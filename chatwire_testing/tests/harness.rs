//! Coverage for the server and client harness itself.

use std::time::Duration;

use chatwire::{Message, MessageType, Role};
use chatwire_testing::{SEEDED_SECRET, TestServer, assert_silent, recv_kind, seeded_context};

#[tokio::test]
async fn sign_in_and_quit_round_trip() {
    let server = TestServer::start(seeded_context(&[("alice", Role::User)])).await;
    let mut alice = server.connect().await;
    let ack = alice.sign_in("alice", SEEDED_SECRET).await;
    assert_eq!(ack, Message::acknowledge("alice", Some("user")));
    assert_silent!(alice);

    alice.send(Message::quit("alice")).await;
    recv_kind!(alice, MessageType::Quit);
    assert!(alice.closed_within(Duration::from_secs(1)).await);
    server.shutdown().await.expect("clean shutdown");
}
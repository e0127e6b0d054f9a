//! Build script generating the manual page from the CLI definition.

use std::{fs, path::PathBuf};

use clap::CommandFactory;
use clap_mangen::Man;

#[path = "src/cli.rs"]
mod cli;

fn main() -> Result<(), Box<dyn std::error::Error>> {
    println!("cargo:rerun-if-changed=src/cli.rs");

    let out_dir = PathBuf::from("target/generated-man");
    fs::create_dir_all(&out_dir)?;

    let cmd = cli::Cli::command();
    let man = Man::new(cmd);
    let mut buf: Vec<u8> = Vec::new();
    man.render(&mut buf)?;
    fs::write(out_dir.join("chatwire.1"), buf)?;

    Ok(())
}
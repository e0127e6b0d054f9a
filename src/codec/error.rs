//! Error types for the codec layer.
//!
//! [`FramingError`] covers every way the byte stream can stop describing a
//! well-formed frame. None of them are recoverable: once a length prefix is
//! wrong the position of the next frame boundary is unknown, so the session
//! owning the stream must be terminated. [`CodecError`] wraps framing errors
//! together with I/O failures so it can serve as the `tokio_util` codec error.

use std::io;

use thiserror::Error;

/// Wire-level issues in frame structure.
#[derive(Clone, Debug, Error, PartialEq, Eq)]
pub enum FramingError {
    /// A length prefix was empty, non-numeric, or too long.
    #[error("invalid length prefix {token:?} for field {field}")]
    InvalidLength {
        /// Zero-based field index.
        field: usize,
        /// Offending token, lossily decoded.
        token: String,
    },

    /// A length prefix announced more bytes than the configured maximum.
    #[error("field {field} length {len} exceeds maximum {max}")]
    OversizedField {
        /// Zero-based field index.
        field: usize,
        /// Announced length.
        len: usize,
        /// Maximum accepted length.
        max: usize,
    },

    /// The single space between tokens was replaced by another byte.
    #[error("expected separator at offset {offset}, found byte {found:#04x}")]
    MissingSeparator {
        /// Byte offset within the frame.
        offset: usize,
        /// Byte found instead of a space.
        found: u8,
    },

    /// Field content was not valid UTF-8.
    #[error("field {field} is not valid UTF-8")]
    InvalidUtf8 {
        /// Zero-based field index.
        field: usize,
    },

    /// The stream ended in the middle of a frame.
    #[error("stream ended mid-frame with {have} buffered bytes")]
    Truncated {
        /// Bytes left in the buffer when the stream ended.
        have: usize,
    },
}

/// Top-level codec error.
#[derive(Debug, Error)]
pub enum CodecError {
    /// The byte stream is malformed.
    #[error("framing error: {0}")]
    Framing(#[from] FramingError),

    /// The underlying transport failed.
    #[error("I/O error: {0}")]
    Io(#[from] io::Error),
}

impl CodecError {
    /// Returns the framing error when this is one.
    #[must_use]
    pub fn as_framing(&self) -> Option<&FramingError> {
        match self {
            Self::Framing(err) => Some(err),
            Self::Io(_) => None,
        }
    }
}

# # # # #

== ACTIVITY ==
State the number of lines in the records that hold the string "alice", and add nothing.

== RESPONSE AREA ==
8